Read the listing and extract each line that includes the word "written".

--------

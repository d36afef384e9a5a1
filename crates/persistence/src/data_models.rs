// Copyright (C) 2026 Fred Clausen
// Use of this source code is governed by an MIT-style
// license that can be found in the LICENSE file or at
// https://opensource.org/licenses/MIT.

//! Plain data carriers crossing the persistence boundary.
//!
//! Queries deserialize Diesel rows into these structs; callers never see
//! Diesel types.

use serde::{Deserialize, Serialize};

/// A book row joined with its creator and primary pairing names.
#[derive(Debug, Clone, Serialize, Deserialize)]
pub struct BookRecord {
    pub book_id: i64,
    pub book_type: Option<String>,
    pub book_no: Option<String>,
    pub book_date: Option<String>,
    pub directory_name: Option<String>,
    pub incoming_no: Option<String>,
    pub incoming_date: Option<String>,
    pub subject: Option<String>,
    pub destination: Option<String>,
    pub book_action: Option<String>,
    pub book_status: Option<String>,
    pub notes: Option<String>,
    pub user_id: Option<i64>,
    pub current_date: Option<String>,
    pub junction_id: Option<i64>,
    /// Creator username via the users join.
    pub username: Option<String>,
    /// Primary committee id via the junction join.
    pub co_id: Option<i64>,
    /// Primary committee name via the junction join.
    pub committee_name: Option<String>,
    /// Primary department id via the junction join.
    pub de_id: Option<i64>,
    /// Primary department name via the junction join.
    pub department_name: Option<String>,
}

/// One (book, junction) association resolved to names.
///
/// The full set of these rows for a book is its department membership;
/// the bridge table is the source.
#[derive(Debug, Clone, Serialize, Deserialize)]
pub struct DepartmentAssociation {
    pub book_id: i64,
    pub junction_id: i64,
    pub co_id: i64,
    pub committee_name: Option<String>,
    pub de_id: i64,
    pub department_name: Option<String>,
}

/// A PDF row joined with its uploader's username.
#[derive(Debug, Clone, Serialize, Deserialize)]
pub struct PdfRecord {
    pub pdf_id: i64,
    pub book_id: Option<i64>,
    pub book_no: Option<String>,
    pub count_pdf: Option<i32>,
    pub pdf: Option<String>,
    pub user_id: Option<i64>,
    pub current_date: Option<String>,
    pub username: Option<String>,
}

/// Fields for a new book row. `junction_id` is the primary pairing.
#[derive(Debug, Clone, Default)]
pub struct NewBook {
    pub book_type: Option<String>,
    pub book_no: Option<String>,
    pub book_date: Option<String>,
    pub directory_name: Option<String>,
    pub incoming_no: Option<String>,
    pub incoming_date: Option<String>,
    pub subject: Option<String>,
    pub destination: Option<String>,
    pub book_action: Option<String>,
    pub book_status: Option<String>,
    pub notes: Option<String>,
    pub user_id: Option<i64>,
    pub current_date: Option<String>,
}

/// Sparse column changes for a book row. `None` leaves a column alone.
#[derive(Debug, Clone, Default)]
pub struct BookChanges {
    pub book_type: Option<String>,
    pub book_no: Option<String>,
    pub book_date: Option<String>,
    pub directory_name: Option<String>,
    pub incoming_no: Option<String>,
    pub incoming_date: Option<String>,
    pub subject: Option<String>,
    pub destination: Option<String>,
    pub book_action: Option<String>,
    pub book_status: Option<String>,
    pub notes: Option<String>,
    pub user_id: Option<i64>,
    /// Updates always stamp this with today's date.
    pub current_date: Option<String>,
}

/// Fields for a new PDF row.
#[derive(Debug, Clone)]
pub struct NewPdf {
    pub book_id: i64,
    pub book_no: Option<String>,
    pub count_pdf: i32,
    pub pdf: String,
    pub user_id: Option<i64>,
    pub current_date: Option<String>,
}

/// Equality filters for the paginated listing. All optional.
#[derive(Debug, Clone, Default)]
pub struct BookFilters {
    pub book_no: Option<String>,
    pub book_status: Option<String>,
    pub book_type: Option<String>,
    pub directory_name: Option<String>,
    pub subject: Option<String>,
    pub incoming_no: Option<String>,
}

/// Filters for the reporting queries.
#[derive(Debug, Clone, Default)]
pub struct ReportFilters {
    pub book_type: Option<String>,
    pub book_status: Option<String>,
    /// Inclusive start of the `current_date` range.
    pub start_date: Option<String>,
    /// Inclusive end of the `current_date` range.
    pub end_date: Option<String>,
    /// When set, select only rows whose `current_date` is NULL
    /// (draft/open records); the date range is ignored.
    pub unfinished_only: bool,
}

/// The rows written by a book creation, for the response payload.
#[derive(Debug, Clone, Serialize)]
pub struct CreatedBook {
    pub book_id: i64,
    pub junction_ids: Vec<i64>,
    pub bridge_ids: Vec<i64>,
    pub pdf_id: i64,
}

/// The rows written by a book update.
#[derive(Debug, Clone, Serialize)]
pub struct UpdatedBook {
    pub book_id: i64,
    pub junction_ids: Vec<i64>,
    pub bridge_ids: Vec<i64>,
    pub pdf_id: Option<i64>,
}

/// A committee row.
#[derive(Debug, Clone, Serialize, Deserialize)]
pub struct CommitteeData {
    pub co_id: i64,
    pub committee_name: Option<String>,
}

/// A department row.
#[derive(Debug, Clone, Serialize, Deserialize)]
pub struct DepartmentData {
    pub de_id: i64,
    pub department_name: Option<String>,
}

/// A committee/department pairing row.
#[derive(Debug, Clone, Serialize, Deserialize)]
pub struct JunctionData {
    pub junction_id: i64,
    pub co_id: i64,
    pub de_id: i64,
}

/// A user row.
#[derive(Debug, Clone, Serialize, Deserialize)]
pub struct UserData {
    pub user_id: i64,
    pub username: String,
    pub password_hash: String,
    pub permission: String,
    pub created_at: String,
    pub last_login_at: Option<String>,
}

/// A session row.
#[derive(Debug, Clone, Serialize, Deserialize)]
pub struct SessionData {
    pub session_id: i64,
    pub session_token: String,
    pub user_id: i64,
    pub created_at: String,
    pub last_activity_at: String,
    pub expires_at: String,
}

/// A (username, count) aggregation row.
#[derive(Debug, Clone, Serialize, Deserialize)]
pub struct UserBookCount {
    pub username: String,
    pub book_count: i64,
}
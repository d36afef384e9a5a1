// Copyright (C) 2026 Fred Clausen
// Use of this source code is governed by an MIT-style
// license that can be found in the LICENSE file or at
// https://opensource.org/licenses/MIT.

//! Environment-sourced server configuration.
//!
//! The configuration is built once in `main` and passed explicitly to
//! everything that needs it; there is no process-wide mutable settings
//! object. `.env` files are honored via dotenvy before this module reads
//! the environment.

use std::path::{Path, PathBuf};

/// Runtime mode. Development runs embedded migrations at startup;
/// production assumes the schema is already in place.
#[derive(Debug, Clone, Copy, PartialEq, Eq)]
pub enum Mode {
    Development,
    Production,
}

impl Mode {
    /// Whether startup should run pending migrations.
    #[must_use]
    pub const fn runs_migrations(self) -> bool {
        matches!(self, Self::Development)
    }
}

/// Which database backend to connect to.
#[derive(Debug, Clone, PartialEq, Eq)]
pub enum DatabaseConfig {
    /// File-based `SQLite` database.
    Sqlite {
        /// Path to the database file.
        path: String,
    },
    /// `MySQL`/`MariaDB` server, assembled from the DATABASE_* variables.
    Mysql {
        /// Full connection URL.
        url: String,
    },
}

/// The server's immutable configuration value.
#[derive(Debug, Clone)]
pub struct ServerConfig {
    /// Bind host.
    pub host: String,
    /// Bind port.
    pub port: u16,
    /// Database backend selection.
    pub database: DatabaseConfig,
    /// Directory PDFs are stored into. Must exist and be a directory.
    pub upload_dir: PathBuf,
    /// Directory the scanner drops source files into. Must exist and be
    /// a directory.
    pub source_dir: PathBuf,
    /// Runtime mode.
    pub mode: Mode,
}

/// Configuration errors.
#[derive(Debug, Clone, PartialEq, Eq)]
pub enum ConfigError {
    /// A required environment variable is missing.
    MissingVariable(String),
    /// An environment variable has an unusable value.
    InvalidVariable {
        /// The variable name.
        name: String,
        /// What was wrong with it.
        message: String,
    },
    /// A configured path does not exist.
    PathMissing(PathBuf),
    /// A configured path exists but is not a directory.
    NotADirectory(PathBuf),
}

impl std::fmt::Display for ConfigError {
    fn fmt(&self, f: &mut std::fmt::Formatter<'_>) -> std::fmt::Result {
        match self {
            Self::MissingVariable(name) => {
                write!(f, "Missing environment variable: {name}")
            }
            Self::InvalidVariable { name, message } => {
                write!(f, "Invalid value for {name}: {message}")
            }
            Self::PathMissing(path) => write!(f, "Path {} does not exist", path.display()),
            Self::NotADirectory(path) => {
                write!(f, "Path {} is not a directory", path.display())
            }
        }
    }
}

impl std::error::Error for ConfigError {}

impl ServerConfig {
    /// Loads the configuration from the environment.
    ///
    /// # Errors
    ///
    /// Returns an error for missing required variables, unparsable
    /// values, or PDF paths that are absent or not directories.
    pub fn from_env() -> Result<Self, ConfigError> {
        let host: String = var_or("HOST", "0.0.0.0");
        let port: u16 = var_or("PORT", "9000")
            .parse()
            .map_err(|e| ConfigError::InvalidVariable {
                name: String::from("PORT"),
                message: format!("{e}"),
            })?;

        let backend: String = var_or("DATABASE_BACKEND", "sqlite").to_lowercase();
        let database: DatabaseConfig = match backend.as_str() {
            "sqlite" => DatabaseConfig::Sqlite {
                path: var_or("DATABASE_PATH", "booktrack.db"),
            },
            "mysql" | "mariadb" => {
                let server: String = require_var("DATABASE_SERVER")?;
                let name: String = require_var("DATABASE_NAME")?;
                let user: String = require_var("DATABASE_USER")?;
                let password: String = require_var("DATABASE_PASSWORD")?;
                DatabaseConfig::Mysql {
                    url: format!("mysql://{user}:{password}@{server}/{name}"),
                }
            }
            other => {
                return Err(ConfigError::InvalidVariable {
                    name: String::from("DATABASE_BACKEND"),
                    message: format!("Unknown backend '{other}'; expected sqlite or mysql"),
                });
            }
        };

        let upload_dir: PathBuf = validated_dir(&require_var("PDF_UPLOAD_PATH")?)?;
        let source_dir: PathBuf = validated_dir(&require_var("PDF_SOURCE_PATH")?)?;

        let mode: Mode = match var_or("MODE", "development").to_uppercase().as_str() {
            "PRODUCTION" => Mode::Production,
            _ => Mode::Development,
        };

        Ok(Self {
            host,
            port,
            database,
            upload_dir,
            source_dir,
            mode,
        })
    }
}

/// Reads a variable with a default.
fn var_or(key: &str, default: &str) -> String {
    std::env::var(key).unwrap_or_else(|_| default.to_string())
}

/// Reads a required variable.
fn require_var(key: &str) -> Result<String, ConfigError> {
    std::env::var(key).map_err(|_| ConfigError::MissingVariable(key.to_string()))
}

/// Checks that a configured path exists and is a directory, and
/// canonicalizes it.
fn validated_dir(raw: &str) -> Result<PathBuf, ConfigError> {
    let path: &Path = Path::new(raw);
    if !path.exists() {
        return Err(ConfigError::PathMissing(path.to_path_buf()));
    }
    if !path.is_dir() {
        return Err(ConfigError::NotADirectory(path.to_path_buf()));
    }
    path.canonicalize()
        .map_err(|e| ConfigError::InvalidVariable {
            name: String::from("PDF path"),
            message: format!("{e}"),
        })
}
// Copyright (C) 2026 Fred Clausen
// Use of this source code is governed by an MIT-style
// license that can be found in the LICENSE file or at
// https://opensource.org/licenses/MIT.

//! Junction and bridge mutations.
//!
//! Junction rows are created lazily: the first book routed to a
//! (committee, department) pair creates the pairing. The schema carries a
//! real UNIQUE(co_id, de_id) index, so two requests racing to create the
//! same pairing resolve deterministically: the loser catches the unique
//! violation and re-queries.

use diesel::prelude::*;
use diesel::result::DatabaseErrorKind;
use diesel::{MysqlConnection, SqliteConnection};
use tracing::{debug, info};

use crate::backend::PersistenceBackend;
use crate::diesel_schema::{book_junction_bridge, committee_departments_junction};
use crate::error::PersistenceError;

backend_fn! {
/// Finds or creates the junction row for a (committee, department) pair.
///
/// Returns the junction id in either case. A concurrent insert of the
/// same pair is an expected, handled branch, not an error.
///
/// # Errors
///
/// Returns an error if the database operations fail for any reason
/// other than the handled unique-violation race.
pub fn get_or_create_junction(
    conn: &mut _,
    co_id: i64,
    de_id: i64,
) -> Result<i64, PersistenceError> {
    let existing: Option<i64> = committee_departments_junction::table
        .filter(committee_departments_junction::co_id.eq(co_id))
        .filter(committee_departments_junction::de_id.eq(de_id))
        .select(committee_departments_junction::junction_id)
        .first(conn)
        .optional()?;
    if let Some(junction_id) = existing {
        debug!(junction_id, co_id, de_id, "Reusing existing junction");
        return Ok(junction_id);
    }

    let inserted: Result<usize, diesel::result::Error> =
        diesel::insert_into(committee_departments_junction::table)
            .values((
                committee_departments_junction::co_id.eq(co_id),
                committee_departments_junction::de_id.eq(de_id),
            ))
            .execute(conn);

    match inserted {
        Ok(_) => {
            let junction_id: i64 = conn.get_last_insert_rowid()?;
            info!(junction_id, co_id, de_id, "Created junction");
            Ok(junction_id)
        }
        // A concurrent request created the pair first; use its row.
        Err(diesel::result::Error::DatabaseError(DatabaseErrorKind::UniqueViolation, _)) => {
            let junction_id: i64 = committee_departments_junction::table
                .filter(committee_departments_junction::co_id.eq(co_id))
                .filter(committee_departments_junction::de_id.eq(de_id))
                .select(committee_departments_junction::junction_id)
                .first(conn)?;
            debug!(junction_id, co_id, de_id, "Lost junction race; reusing winner");
            Ok(junction_id)
        }
        Err(e) => Err(PersistenceError::from(e)),
    }
}
}

backend_fn! {
/// Inserts a bridge row associating a book with a junction.
///
/// # Errors
///
/// Returns an error if the insert fails.
pub fn insert_bridge(
    conn: &mut _,
    book_id: i64,
    junction_id: i64,
) -> Result<i64, PersistenceError> {
    diesel::insert_into(book_junction_bridge::table)
        .values((
            book_junction_bridge::book_id.eq(book_id),
            book_junction_bridge::junction_id.eq(junction_id),
        ))
        .execute(conn)?;

    let bridge_id: i64 = conn.get_last_insert_rowid()?;
    debug!(bridge_id, book_id, junction_id, "Created bridge");
    Ok(bridge_id)
}
}

backend_fn! {
/// Deletes every bridge row for a book.
///
/// Department reassignment replaces the association set wholesale:
/// delete everything, then recreate from the requested pairs.
///
/// # Errors
///
/// Returns an error if the delete fails.
pub fn delete_bridges_for_book(conn: &mut _, book_id: i64) -> Result<usize, PersistenceError> {
    let rows_affected: usize = diesel::delete(book_junction_bridge::table)
        .filter(book_junction_bridge::book_id.eq(book_id))
        .execute(conn)?;

    debug!(book_id, rows_affected, "Deleted bridges for book");
    Ok(rows_affected)
}
}
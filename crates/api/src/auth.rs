// Copyright (C) 2026 Fred Clausen
// Use of this source code is governed by an MIT-style
// license that can be found in the LICENSE file or at
// https://opensource.org/licenses/MIT.

//! Cookie-session authentication.
//!
//! Credentials are verified against bcrypt hashes in the users table;
//! a successful login mints a random session token stored server-side
//! with a 30-day expiry. The HTTP layer carries the token in an httponly
//! cookie, so logout can revoke the session where a signed stateless
//! token could not.

use time::{Duration, OffsetDateTime};
use tracing::info;

use booktrack_persistence::{Persistence, SessionData, UserData};

/// Session lifetime, mirrored by the cookie's max age.
pub const SESSION_TTL: Duration = Duration::days(30);

/// Authentication errors.
#[derive(Debug, Clone, PartialEq, Eq)]
pub enum AuthError {
    /// Authentication failed.
    AuthenticationFailed {
        /// The reason authentication failed.
        reason: String,
    },
    /// Registration failed because the username is taken.
    UsernameTaken {
        /// The requested username.
        username: String,
    },
}

impl std::fmt::Display for AuthError {
    fn fmt(&self, f: &mut std::fmt::Formatter<'_>) -> std::fmt::Result {
        match self {
            Self::AuthenticationFailed { reason } => {
                write!(f, "Authentication failed: {reason}")
            }
            Self::UsernameTaken { username } => {
                write!(f, "Username already taken: {username}")
            }
        }
    }
}

impl std::error::Error for AuthError {}

/// Authentication service for credential checks and session management.
pub struct AuthenticationService;

impl AuthenticationService {
    /// Authenticates a user and creates a session.
    ///
    /// # Returns
    ///
    /// A tuple of (`session_token`, `user_data`).
    ///
    /// # Errors
    ///
    /// Returns an error if the credentials are wrong or the session
    /// cannot be created.
    pub fn login(
        persistence: &mut Persistence,
        username: &str,
        password: &str,
    ) -> Result<(String, UserData), AuthError> {
        let user: UserData = persistence
            .get_user_by_username(username)
            .map_err(|e| AuthError::AuthenticationFailed {
                reason: format!("Database error: {e}"),
            })?
            .ok_or_else(|| AuthError::AuthenticationFailed {
                reason: String::from("Unknown username or wrong password"),
            })?;

        let password_matches: bool = persistence
            .verify_password(password, &user.password_hash)
            .map_err(|e| AuthError::AuthenticationFailed {
                reason: format!("Password verification error: {e}"),
            })?;
        if !password_matches {
            return Err(AuthError::AuthenticationFailed {
                reason: String::from("Unknown username or wrong password"),
            });
        }

        let session_token: String = Self::create_session(persistence, &user)?;
        info!(username = %user.username, "User logged in");
        Ok((session_token, user))
    }

    /// Registers a new user and logs them in.
    ///
    /// # Returns
    ///
    /// A tuple of (`session_token`, `user_data`).
    ///
    /// # Errors
    ///
    /// Returns `UsernameTaken` for duplicate usernames, or an
    /// authentication error if the follow-up session cannot be created.
    pub fn register(
        persistence: &mut Persistence,
        username: &str,
        password: &str,
        permission: &str,
    ) -> Result<(String, UserData), AuthError> {
        let user_id: i64 = persistence
            .create_user(username, password, permission)
            .map_err(|e| match e {
                booktrack_persistence::PersistenceError::DuplicateUsername(username) => {
                    AuthError::UsernameTaken { username }
                }
                other => AuthError::AuthenticationFailed {
                    reason: format!("Failed to create user: {other}"),
                },
            })?;

        let user: UserData = persistence
            .get_user_by_id(user_id)
            .map_err(|e| AuthError::AuthenticationFailed {
                reason: format!("Database error: {e}"),
            })?
            .ok_or_else(|| AuthError::AuthenticationFailed {
                reason: String::from("User vanished after registration"),
            })?;

        let session_token: String = Self::create_session(persistence, &user)?;
        info!(username = %user.username, "User registered");
        Ok((session_token, user))
    }

    /// Validates a session token and returns the user.
    ///
    /// Checks expiry, confirms the user still exists, and refreshes the
    /// session's activity timestamp.
    ///
    /// # Errors
    ///
    /// Returns an error if the session is invalid or expired.
    pub fn validate_session(
        persistence: &mut Persistence,
        session_token: &str,
    ) -> Result<UserData, AuthError> {
        let session: SessionData = persistence
            .get_session_by_token(session_token)
            .map_err(|e| AuthError::AuthenticationFailed {
                reason: format!("Database error: {e}"),
            })?
            .ok_or_else(|| AuthError::AuthenticationFailed {
                reason: String::from("Invalid session token"),
            })?;

        let expires_at: OffsetDateTime = OffsetDateTime::parse(
            &session.expires_at,
            &time::format_description::well_known::Iso8601::DEFAULT,
        )
        .map_err(|e| AuthError::AuthenticationFailed {
            reason: format!("Failed to parse session expiration: {e}"),
        })?;
        if OffsetDateTime::now_utc() > expires_at {
            return Err(AuthError::AuthenticationFailed {
                reason: String::from("Session expired"),
            });
        }

        let user: UserData = persistence
            .get_user_by_id(session.user_id)
            .map_err(|e| AuthError::AuthenticationFailed {
                reason: format!("Database error: {e}"),
            })?
            .ok_or_else(|| AuthError::AuthenticationFailed {
                reason: String::from("User not found"),
            })?;

        persistence
            .update_session_activity(session.session_id)
            .map_err(|e| AuthError::AuthenticationFailed {
                reason: format!("Failed to refresh session: {e}"),
            })?;

        Ok(user)
    }

    /// Logs out by deleting the session.
    ///
    /// # Errors
    ///
    /// Returns an error if the delete fails.
    pub fn logout(persistence: &mut Persistence, session_token: &str) -> Result<(), AuthError> {
        persistence
            .delete_session(session_token)
            .map_err(|e| AuthError::AuthenticationFailed {
                reason: format!("Failed to delete session: {e}"),
            })?;
        Ok(())
    }

    /// Creates a session row for a user and returns its token.
    fn create_session(
        persistence: &mut Persistence,
        user: &UserData,
    ) -> Result<String, AuthError> {
        let session_token: String = Self::generate_session_token();
        let expires_at: OffsetDateTime = OffsetDateTime::now_utc() + SESSION_TTL;
        let expires_at_str: String = expires_at
            .format(&time::format_description::well_known::Iso8601::DEFAULT)
            .map_err(|e| AuthError::AuthenticationFailed {
                reason: format!("Failed to format expiration time: {e}"),
            })?;

        persistence
            .create_session(&session_token, user.user_id, &expires_at_str)
            .map_err(|e| AuthError::AuthenticationFailed {
                reason: format!("Failed to create session: {e}"),
            })?;
        persistence
            .update_last_login(user.user_id)
            .map_err(|e| AuthError::AuthenticationFailed {
                reason: format!("Failed to update last login: {e}"),
            })?;

        Ok(session_token)
    }

    /// Generates a session token from two independent random words.
    fn generate_session_token() -> String {
        let a: u64 = rand::random();
        let b: u64 = rand::random();
        format!("{a:016x}{b:016x}")
    }
}
// Copyright (C) 2026 Fred Clausen
// Use of this source code is governed by an MIT-style
// license that can be found in the LICENSE file or at
// https://opensource.org/licenses/MIT.

use super::{fresh_store, seed_base};
use crate::error::ApiError;
use crate::reports::ReportService;
use crate::request_response::ReportFiltersEcho;
use booktrack_persistence::{NewBook, Persistence};

/// Seeds directly through the persistence adapter; reports never touch
/// the filesystem.
fn seed_book(
    store: &mut Persistence,
    book_no: &str,
    subject: &str,
    current_date: Option<&str>,
    co: i64,
    de_ids: &[i64],
) -> i64 {
    let book: NewBook = NewBook {
        book_type: Some("خارجي".to_string()),
        book_no: Some(book_no.to_string()),
        book_date: Some("2024-01-15".to_string()),
        subject: Some(subject.to_string()),
        book_status: Some("قيد الانجاز".to_string()),
        current_date: current_date.map(ToString::to_string),
        ..NewBook::default()
    };
    store
        .create_book(&book, co, de_ids, &format!("/pdfs/{book_no}.pdf"), "2024-01-15")
        .unwrap()
        .book_id
}

#[test]
fn multi_department_books_count_once_per_department() {
    let mut store: Persistence = fresh_store();
    let (co, de_a, de_b, _) = seed_base(&mut store);
    seed_book(&mut store, "1", "كتاب شكر", Some("2024-02-01"), co, &[de_a, de_b]);
    seed_book(&mut store, "2", "تعميم", Some("2024-02-02"), co, &[de_a]);

    let stats = ReportService::report_with_stats(&mut store, &ReportFiltersEcho::default())
        .unwrap();
    assert_eq!(stats.total_records, 2);

    let dept_a = stats
        .department_stats
        .iter()
        .find(|d| d.de_id == de_a)
        .unwrap();
    let dept_b = stats
        .department_stats
        .iter()
        .find(|d| d.de_id == de_b)
        .unwrap();
    assert_eq!(dept_a.count, 2);
    assert_eq!(dept_b.count, 1);

    // One committee covers both books, counted once per book.
    assert_eq!(stats.committee_stats.len(), 1);
    assert_eq!(stats.committee_stats[0].co_id, co);
    assert_eq!(stats.committee_stats[0].count, 2);
}

#[test]
fn date_range_and_draft_modes_partition_the_set() {
    let mut store: Persistence = fresh_store();
    let (co, de_a, _, _) = seed_base(&mut store);
    let finalized: i64 = seed_book(&mut store, "1", "س", Some("2024-02-01"), co, &[de_a]);
    let draft: i64 = seed_book(&mut store, "2", "ص", None, co, &[de_a]);

    let ranged = ReportService::report(
        &mut store,
        &ReportFiltersEcho {
            start_date: Some("2024-02-01".to_string()),
            end_date: Some("2024-02-28".to_string()),
            ..ReportFiltersEcho::default()
        },
    )
    .unwrap();
    assert_eq!(ranged.len(), 1);
    assert_eq!(ranged[0].id, finalized);

    let drafts = ReportService::report(
        &mut store,
        &ReportFiltersEcho {
            unfinished_only: true,
            ..ReportFiltersEcho::default()
        },
    )
    .unwrap();
    assert_eq!(drafts.len(), 1);
    assert_eq!(drafts[0].id, draft);
}

#[test]
fn department_scoped_report_restricts_through_bridges() {
    let mut store: Persistence = fresh_store();
    let (co, de_a, de_b, _) = seed_base(&mut store);
    seed_book(&mut store, "1", "س", Some("2024-02-01"), co, &[de_a]);
    let in_b: i64 = seed_book(&mut store, "2", "ص", Some("2024-02-02"), co, &[de_b]);

    let rows = ReportService::report(
        &mut store,
        &ReportFiltersEcho {
            de_id: Some(de_b),
            ..ReportFiltersEcho::default()
        },
    )
    .unwrap();
    assert_eq!(rows.len(), 1);
    assert_eq!(rows[0].id, in_b);
}

#[test]
fn committees_with_departments_groups_and_counts() {
    let mut store: Persistence = fresh_store();
    let (co, de_a, de_b, _) = seed_base(&mut store);
    seed_book(&mut store, "1", "س", Some("2024-02-01"), co, &[de_a, de_b]);
    seed_book(&mut store, "2", "ص", Some("2024-02-02"), co, &[de_a]);

    let grouped = ReportService::committees_with_departments(
        &mut store,
        &ReportFiltersEcho::default(),
    )
    .unwrap();
    assert_eq!(grouped.len(), 1);
    assert_eq!(grouped[0].co_id, co);
    assert_eq!(grouped[0].total_books, 2);
    assert_eq!(grouped[0].departments.len(), 2);
}

#[test]
fn bad_report_dates_are_client_errors() {
    let mut store: Persistence = fresh_store();
    seed_base(&mut store);

    let err: ApiError = ReportService::report(
        &mut store,
        &ReportFiltersEcho {
            start_date: Some("01/02/2024".to_string()),
            ..ReportFiltersEcho::default()
        },
    )
    .unwrap_err();
    assert!(matches!(err, ApiError::InvalidInput { .. }));
}

#[test]
fn subject_search_prefers_exact_matches() {
    let mut store: Persistence = fresh_store();
    let (co, de_a, _, _) = seed_base(&mut store);
    seed_book(&mut store, "1", "طلب اجازة اعتيادية", Some("2024-02-01"), co, &[de_a]);
    seed_book(&mut store, "2", "طلب اجازة مرضية", Some("2024-02-02"), co, &[de_a]);

    let rows = ReportService::search_by_subject(&mut store, "طلب اجازة اعتيادية").unwrap();
    assert_eq!(rows.len(), 1);
    assert_eq!(rows[0].subject.as_deref(), Some("طلب اجازة اعتيادية"));
}

#[test]
fn subject_search_falls_back_to_fuzzy() {
    let mut store: Persistence = fresh_store();
    let (co, de_a, _, _) = seed_base(&mut store);
    seed_book(&mut store, "1", "طلب اجازة اعتيادية", Some("2024-02-01"), co, &[de_a]);

    // One character off; no exact match, but well above the 0.8 ratio.
    let rows = ReportService::search_by_subject(&mut store, "طلب اجازه اعتيادية").unwrap();
    assert_eq!(rows.len(), 1);
    assert_eq!(rows[0].subject.as_deref(), Some("طلب اجازة اعتيادية"));
}

#[test]
fn subject_search_falls_back_to_significant_words() {
    let mut store: Persistence = fresh_store();
    let (co, de_a, _, _) = seed_base(&mut store);
    seed_book(
        &mut store,
        "1",
        "تعميم اوامر ادارية جديدة",
        Some("2024-02-01"),
        co,
        &[de_a],
    );

    // Far from fuzzy range, but shares the significant word "اوامر".
    let rows = ReportService::search_by_subject(&mut store, "بخصوص اوامر").unwrap();
    assert_eq!(rows.len(), 1);
}

#[test]
fn subject_search_misses_are_not_found() {
    let mut store: Persistence = fresh_store();
    let (co, de_a, _, _) = seed_base(&mut store);
    seed_book(&mut store, "1", "كتاب شكر", Some("2024-02-01"), co, &[de_a]);

    let err: ApiError =
        ReportService::search_by_subject(&mut store, "xyzxyzxyz").unwrap_err();
    assert!(matches!(err, ApiError::ResourceNotFound { .. }));
}

#[test]
fn empty_subject_is_a_client_error() {
    let mut store: Persistence = fresh_store();
    seed_base(&mut store);

    let err: ApiError = ReportService::search_by_subject(&mut store, "   ").unwrap_err();
    assert!(matches!(err, ApiError::InvalidInput { .. }));
}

--------

### Task result
/// The rows written by a book creation, for the response payload.
/// The rows written by a book update.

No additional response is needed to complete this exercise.